I am planning on reading I Am the Messenger again in the near future, and probably making it the first book (besides my scriptures) that I will write in the margins of ( to begin practicing the art of marginalia).  I really don't want to ruin the book for other readers (because if you haven't read it, you need to), so this critique will be sparse on details.  The story is a powerful one, starting almost immediately, and not finishing until the last sentence.  It is the story of anyone that thinks they aren't making a difference in the world, and the inspiration we need to start living so that we do make an impact.  The novel is full of truth, about the ugly and the good, and what makes life beautiful.  Truth about young men and women that have nothing and the worth of our lives.  It is heart-wrenching and hilarious. It is life and how to make it better.  A How and a Why all in one. 

So of course there are some more... adult topics discussed, with the milder curse words frequently showing up.  There is poverty and guns and sex and families.  And the forces that tear us apart and put us back together, the breaking points where the tiniest kindness saves us.  Families that love and those that hate in spite of the strongest love.  It is the truth of broken families and their importance anyway.

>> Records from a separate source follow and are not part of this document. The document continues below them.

// Host FFT analyser checked against the browser analyser's byte mapping.

use audioviz_web::core::{FftAnalyser, MagnitudeAnalyser};
use std::f32::consts::TAU;

const SAMPLE_RATE: f32 = 48_000.0;

fn sine(freq: f32, len: usize) -> Vec<f32> {
    (0..len)
        .map(|i| (TAU * freq * i as f32 / SAMPLE_RATE).sin())
        .collect()
}

#[test]
fn default_analyser_reports_128_bins() {
    let analyser = FftAnalyser::default();
    assert_eq!(analyser.fft_size(), 256);
    assert_eq!(analyser.bin_count(), 128);
}

#[test]
fn silence_maps_to_zero_bytes() {
    let mut analyser = FftAnalyser::default();
    analyser.push_samples(&[0.0; 256]);
    let mut out = [7u8; 128];
    analyser.byte_frequency_data(&mut out);
    assert!(out.iter().all(|&b| b == 0));
}

#[test]
fn full_scale_tone_saturates_its_bin() {
    // 937.5 Hz sits exactly on bin 5 for a 256 point FFT at 48 kHz
    let mut analyser = FftAnalyser::default().with_smoothing(0.0);
    analyser.push_samples(&sine(937.5, 256));
    let mut out = [0u8; 128];
    analyser.byte_frequency_data(&mut out);

    assert_eq!(out[5], 255);
    assert_eq!(out[20], 0);
    assert_eq!(out[100], 0);
}

#[test]
fn quiet_tone_peaks_in_its_bin() {
    let quiet: Vec<f32> = sine(937.5, 256).iter().map(|s| s * 0.01).collect();
    let mut analyser = FftAnalyser::default().with_smoothing(0.0);
    analyser.push_samples(&quiet);
    let mut out = [0u8; 128];
    analyser.byte_frequency_data(&mut out);

    // 0.01 * 0.42 / 2 is about -53.6 dB
    assert!((168..=170).contains(&out[5]), "bin 5 = {}", out[5]);
    assert!(out[4] < out[5] && out[6] < out[5]);
    assert!(out.iter().enumerate().all(|(i, &b)| i == 5 || b < out[5]));
}

#[test]
fn only_the_latest_window_is_analysed() {
    let mut analyser = FftAnalyser::default().with_smoothing(0.0);
    analyser.push_samples(&sine(937.5, 512));
    analyser.push_samples(&[0.0; 256]);
    let mut out = [0u8; 128];
    analyser.byte_frequency_data(&mut out);
    assert!(out.iter().all(|&b| b == 0));
}

#[test]
fn smoothing_holds_energy_after_the_signal_stops() {
    let mut analyser = FftAnalyser::default();
    let mut out = [0u8; 128];
    for _ in 0..20 {
        analyser.push_samples(&sine(937.5, 256));
        analyser.byte_frequency_data(&mut out);
    }
    analyser.push_samples(&[0.0; 256]);
    analyser.byte_frequency_data(&mut out);
    // 0.8 of the previous magnitude is only ~2 dB down
    assert!(out[5] > 200, "bin 5 = {}", out[5]);
}

#[test]
fn invalid_decibel_range_is_ignored() {
    let mut analyser = FftAnalyser::default()
        .with_smoothing(0.0)
        .with_decibel_range(-30.0, -100.0);
    analyser.push_samples(&sine(937.5, 256));
    let mut out = [0u8; 128];
    analyser.byte_frequency_data(&mut out);
    assert_eq!(out[5], 255);
}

This book resonated with me because it answers questions from my own story.  That it isn't just me with despair in my life at times, with a disaster that I don't know how to handle and another hand is required to help.  That my life is worth something even if I can't always see the good that I am trying to do, and sometimes it is as simple as an ice cream cone or an empty box.  Sometimes being a student is the most selfish occupation I can think of, and then I have to remember what I am studying for, in the end.  The book reminded me that the truth of the world is beautiful, even though it includes the painful and sorrowful things. That love and hate can coexist in surprising ways.

An emotional story of a young man, just like any other, that opens his eyes to becoming something more.